The initialPlot() function creates a plot that shows the popularity rankings of the top 100 names for baby boys and girls between 1996 and 2020. It creates a filtered DataFrame of the baby names data for 2020, sorts it by the count of each name, and gets the top 100 names. It then gets the rankings for these top 100 names between 1996 and 2020 and creates a list of faded grey lines for each of these names. It sets the axes, ticks, and grid lines for the plot, and returns the ax object.
<br>

The update_plot(gender, name) function updates the initialPlot() with new data based on the selected gender and name(s). It first calls initialPlot() to create a new plot, and then filters the DataFrame based on the selected gender and name(s). It gets the rankings for the selected name(s) between 1996 and 2020 and plots them as a line with markers. It uses a color cycle to distinguish between multiple names plotted on the same graph. If a name is not found in the DataFrame, it plots the top 100 names as faded grey lines.

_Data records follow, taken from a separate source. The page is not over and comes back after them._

//! Infrastructure layer for external integrations.
//!
//! Implements the repository interfaces defined by the domain layer.
//!
//! # Modules
//!
//! - [`persistence`] - PostgreSQL and in-process repository implementations

pub mod persistence;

The function returns the ax object.

In [240]:
def initialPlot():
    fig, ax = plt.subplots(figsize=(10,6), dpi=100)
    # Filter the DataFrame to only include rows from 2020 and sort by count
    df_2020 = names_df[names_df["year"] == 2020].sort_values(by="count", ascending=False)

    # Get the top 100 names and their corresponding rankings between 1996 and 2022
    top_100_names = df_2020["name"].head(100)
    top_100_rankings = {}
    for name in top_100_names:
        name_data = names_df[names_df["name"] == name]
        rankings = name_data[["year", "rank"]]
        rankings = rankings.set_index("year")
        rankings_dict = rankings.to_dict()["rank"]
        top_100_rankings[name] = rankings_dict

    # Create a list of the faded grey lines and their corresponding names
    grey_lines = []
    grey_line_names = []
    for name, rankings_dict in top_100_rankings.items():
        # Create a list of the ranks for each year between 1996 and 2022
        ranks = [rankings_dict.get(year, None) for year in range(1996, 2021)]
        # Plot the ranks as a faded grey line
        line, = ax.plot(range(1996, 2021), ranks, color="grey", alpha=0.1)
        grey_lines.append(line)
        grey_line_names.append(name)

    ax.set_title("Popularity ranking(1 being the most popular)")
    ax.tick_params(axis='x')
    ax.tick_params(axis='y')
    ax.set_ylim(1000, 0)
    ax.set_yticks(range(1, 1001, 100))
    ax.set_yticks([1,100,200,300,400,500,600,700,800,900,1000,1100])
    ax.set_yticklabels(['1', '100', '200', '300', '400', '500', '600', '700', '800', '900', '1000',''])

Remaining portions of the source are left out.